Genetic Control of Organ Shape and Tissue Polarity

Affiliations

Genetic Control of Organ Shape and Tissue Polarity

Amelia A Green et al. PLoS Biol.

Abstract

The mechanisms by which genes control organ shape are poorly understood. In principle, genes may control shape by modifying local rates and/or orientations of deformation. Distinguishing between these possibilities has been difficult because of interactions between patterns, orientations, and mechanical constraints during growth. Here we show how a combination of growth analysis, molecular genetics, and modelling can be used to dissect the factors contributing to shape. Using the Snapdragon (Antirrhinum) flower as an example, we show how shape development reflects local rates and orientations of tissue growth that vary spatially and temporally to form a dynamic growth field.

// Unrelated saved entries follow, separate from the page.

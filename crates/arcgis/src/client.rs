use std::time::Duration;

use serde::de::DeserializeOwned;

use crate::{
    feature::{Feature, FeatureQuery, QueryResponse},
    ApiError,
};

/// Read-only client for feature service `query` endpoints.
#[derive(Debug, Clone)]
pub struct FeatureServiceClient {
    http: reqwest::Client,
}

impl FeatureServiceClient {
    pub fn new(user_agent: &str, timeout: Duration) -> Result<Self, ApiError> {
        let http = reqwest::Client::builder()
            .user_agent(user_agent)
            .timeout(timeout)
            .build()?;
        Ok(Self { http })
    }

    /// Run a query against `url` and return its features.
    pub async fn query<A: DeserializeOwned>(
        &self,
        url: &str,
        query: &FeatureQuery,
    ) -> Result<Vec<Feature<A>>, ApiError> {
        log::debug!("Requesting feature service '{url}' where {}.", query.where_clause);

        /* perform get-request */
        let response = self.http.get(url).query(query).send().await?;

        /* parse response */
        match response.status() {
            reqwest::StatusCode::OK => {
                let body = response.text().await?;
                let parsed: QueryResponse<A> = serde_json::from_str(&body)?;
                let features = parsed.into_features()?;
                log::debug!("Received {} features from '{url}'.", features.len());
                Ok(features)
            }
            other => match response.text().await {
                Ok(val) => Err(ApiError::InvalidResponse {
                    status_code: other,
                    url: url.to_owned(),
                    response: Some(val),
                }),
                Err(_) => Err(ApiError::InvalidResponse {
                    status_code: other,
                    url: url.to_owned(),
                    response: None,
                }),
            },
        }
    }
}
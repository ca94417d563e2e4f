use clap::{Args as ClapArgs, Parser, Subcommand};

#[derive(Debug, Parser)]
#[command(name = "snowplow")]
#[command(about = "Pittsburgh snow plow tracker", long_about = None)]
#[command(after_help = "Data source: https://pittsburghpa.gov/dpw/snow-plow-tracker")]
pub struct Args {
    /// Log requests and responses to stderr
    #[arg(short, long, global = true)]
    pub verbose: bool,

    #[command(subcommand)]
    pub command: Option<Command>,
}

#[derive(Debug, Subcommand)]
pub enum Command {
    /// Show current plow status
    Status(StatusArgs),
    /// Find plows near a location
    Near(NearArgs),
    /// Check if a street was plowed
    Check(CheckArgs),
    /// Show vehicle route history
    History(HistoryArgs),
}

#[derive(Debug, Clone, ClapArgs)]
pub struct StatusArgs {
    /// Only show moving plows
    #[arg(long)]
    pub active: bool,
}

#[derive(Debug, Clone, ClapArgs)]
pub struct NearArgs {
    /// Address, zip, or neighborhood
    pub location: String,

    /// Search radius in miles
    #[arg(short, long, default_value_t = 2.0)]
    pub radius: f64,

    /// Max results
    #[arg(short = 'n', long, default_value_t = 10)]
    pub limit: usize,
}

#[derive(Debug, Clone, ClapArgs)]
pub struct CheckArgs {
    /// Street address to check (defaults to the configured address)
    pub address: Option<String>,

    /// Hours to look back
    #[arg(short = 't', long, default_value_t = 12)]
    pub hours: u32,

    /// Radius in feet
    #[arg(short, long, default_value_t = 200.0)]
    pub radius: f64,
}

#[derive(Debug, Clone, ClapArgs)]
pub struct HistoryArgs {
    /// Vehicle ID (e.g., PW-110)
    pub vehicle: String,

    /// Hours to show
    #[arg(short = 't', long, default_value_t = 6)]
    pub hours: u32,
}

This growth field is under the control of several dorsoventral genes that influence flower shape. The action of these genes can be modelled by assuming they modulate specified growth rates parallel or perpendicular to local orientations, established by a few key organisers of tissue polarity. Models in which dorsoventral genes only influence specified growth rates do not fully account for the observed growth fields and shapes. However, the data can be readily explained by a model in which dorsoventral genes also modify organisers of tissue polarity. In particular, genetic control of tissue polarity organisers at ventral petal junctions and distal boundaries allows both the shape and growth field of the flower to be accounted for in wild type and mutants. The results suggest that genetic control of tissue polarity organisers has played a key role in the development and evolution of shape.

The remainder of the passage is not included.